[Python-3000] Adaptation vs. Generic Functions
Ian Bicking
ianb at colorstudy.com
Thu Apr 13 17:34:16 CEST 2006
Michael Chermside wrote:
> But in a more realistic situation, the NumPy folks realize that
> many of their users are doing scientific work and a noticable
> number make use of mpz. (The mpz folks are just wrapping an
> external library so they don't think of these things, but that's
> OK since only one of them needs to.) The NumPy folks add the
> following lines of code:
>
> try:
> import mpz
>
> @operator.add.register(NumPy.array, mpz.mpz)
> def leftAdd(array1, mpz1):
> ... # invoke mpz.rightAdd() on each component
>
> @operator.add.register(mpz.mpz, NumPy.array)
> def rightAdd(mpz1, array1):
> ... # invoke mpz.leftAdd() on each component
>
> except ImportError:
> pass
A niggling detail here, but with setuptools and package activation
try:except ImportError: doesn't work very well for these things. If mpz
is available through pkg_resources.require(), but not directly
importable, this may fail until mpz is required. You don't have to be
using pkg_resources.require() directly either to see this, though you'll
only really see it when features are dynamically activated at runtime
(instead of being activated entirely through requirements statically
provided in your setup.py/entry_points.txt).

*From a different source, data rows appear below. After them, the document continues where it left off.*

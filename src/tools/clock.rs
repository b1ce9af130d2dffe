use chrono::{DateTime, Utc};
use chrono_tz::Tz;
use serde_json::json;

use crate::core::content::ToolOutput;
use crate::domain::{DomainError, Tool};

const DEFAULT_TIMEZONE: &str = "UTC";

#[derive(Clone, Default)]
pub struct ClockTool;

fn render(now: DateTime<Utc>, tz: Tz) -> String {
    now.with_timezone(&tz).format("%Y-%m-%d %H:%M:%S %Z").to_string()
}

#[async_trait::async_trait]
impl Tool for ClockTool {
    fn name(&self) -> &'static str {
        "time"
    }

    fn description(&self) -> &'static str {
        "Current time in an IANA timezone (default UTC)"
    }

    fn input_schema(&self) -> serde_json::Value {
        json!({
            "type": "object",
            "properties": {
                "timezone": {
                    "type": "string",
                    "description": "IANA zone identifier, e.g. Europe/Dublin"
                }
            },
            "required": []
        })
    }

    async fn call(&self, arguments: &serde_json::Value) -> Result<ToolOutput, DomainError> {
        let zone = arguments
            .get("timezone")
            .and_then(|v| v.as_str())
            .unwrap_or(DEFAULT_TIMEZONE);

        let tz: Tz = zone
            .parse()
            .map_err(|_| DomainError::Message(format!("invalid timezone identifier: \"{zone}\"")))?;

        Ok(ToolOutput::text(render(Utc::now(), tz)))
    }
}

#[cfg(test)]
mod tests {
    use super::*;
    use chrono::TimeZone;
    use serde_json::json;

    #[tokio::test]
    async fn it_defaults_to_utc() {
        let out = ClockTool.call(&json!({})).await.unwrap();
        assert!(out.content[0].as_text().unwrap().ends_with("UTC"));
    }

    #[tokio::test]
    async fn an_unknown_zone_is_named_in_the_failure() {
        let err = ClockTool.call(&json!({"timezone": "Not/AZone"})).await.unwrap_err();
        assert_eq!(err.to_string(), "invalid timezone identifier: \"Not/AZone\"");
    }

    #[test]
    fn rendering_applies_the_zone_offset() {
        let now = Utc.with_ymd_and_hms(2024, 6, 1, 12, 0, 0).unwrap();
        let rendered = render(now, chrono_tz::Asia::Seoul);
        assert_eq!(rendered, "2024-06-01 21:00:00 KST");
    }

    #[tokio::test]
    async fn a_valid_zone_produces_a_single_text_block() {
        let out = ClockTool.call(&json!({"timezone": "Asia/Seoul"})).await.unwrap();
        assert_eq!(out.content.len(), 1);
        assert!(out.content[0].as_text().unwrap().ends_with("KST"));
    }
}
use thiserror::Error;

use crate::core::content::{PromptMessage, ResourceContents, ToolOutput};

/// A failure a handler expects and reports in its own words: division by
/// zero, an unknown timezone, a missing credential, an upstream outage.
/// These are ordinary responses on the wire, not faults.
#[derive(Debug, Error)]
pub enum DomainError {
    #[error("{0}")]
    Message(String),
}

impl DomainError {
    pub fn msg(m: impl Into<String>) -> Self {
        DomainError::Message(m.into())
    }
}

impl From<String> for DomainError {
    fn from(m: String) -> Self {
        DomainError::Message(m)
    }
}

/// An invocable capability: validated arguments in, content out.
#[async_trait::async_trait]
pub trait Tool: Send + Sync {
    fn name(&self) -> &'static str;
    fn description(&self) -> &'static str;
    /// Declarative shape of the arguments object; checked by the schema
    /// validator before `call` runs.
    fn input_schema(&self) -> serde_json::Value;
    async fn call(&self, arguments: &serde_json::Value) -> Result<ToolOutput, DomainError>;
}

/// A readable capability addressed by a fixed URI. No arguments, no
/// validation step.
#[async_trait::async_trait]
pub trait Resource: Send + Sync {
    fn uri(&self) -> &'static str;
    fn name(&self) -> &'static str;
    fn description(&self) -> &'static str;
    fn mime_type(&self) -> &'static str;
    async fn read(&self) -> Result<ResourceContents, DomainError>;
}

/// A parameterized text template rendered for downstream consumption.
#[async_trait::async_trait]
pub trait Prompt: Send + Sync {
    fn name(&self) -> &'static str;
    fn description(&self) -> &'static str;
    fn input_schema(&self) -> serde_json::Value;
    async fn render(&self, arguments: &serde_json::Value) -> Result<Vec<PromptMessage>, DomainError>;
}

And even if that wasn't a problem, it means mpz would be eagerly loaded
along with NumPy even if it wasn't needed. Or if you had to manually
import this operator.add-glue, then if you forget it is likely to be
difficult to debug, because there's no *bad* code, just code that is
missing.
This is somewhat tangential to generic functions, but I guess happens
whenever you have any kind of registry that is modified on import.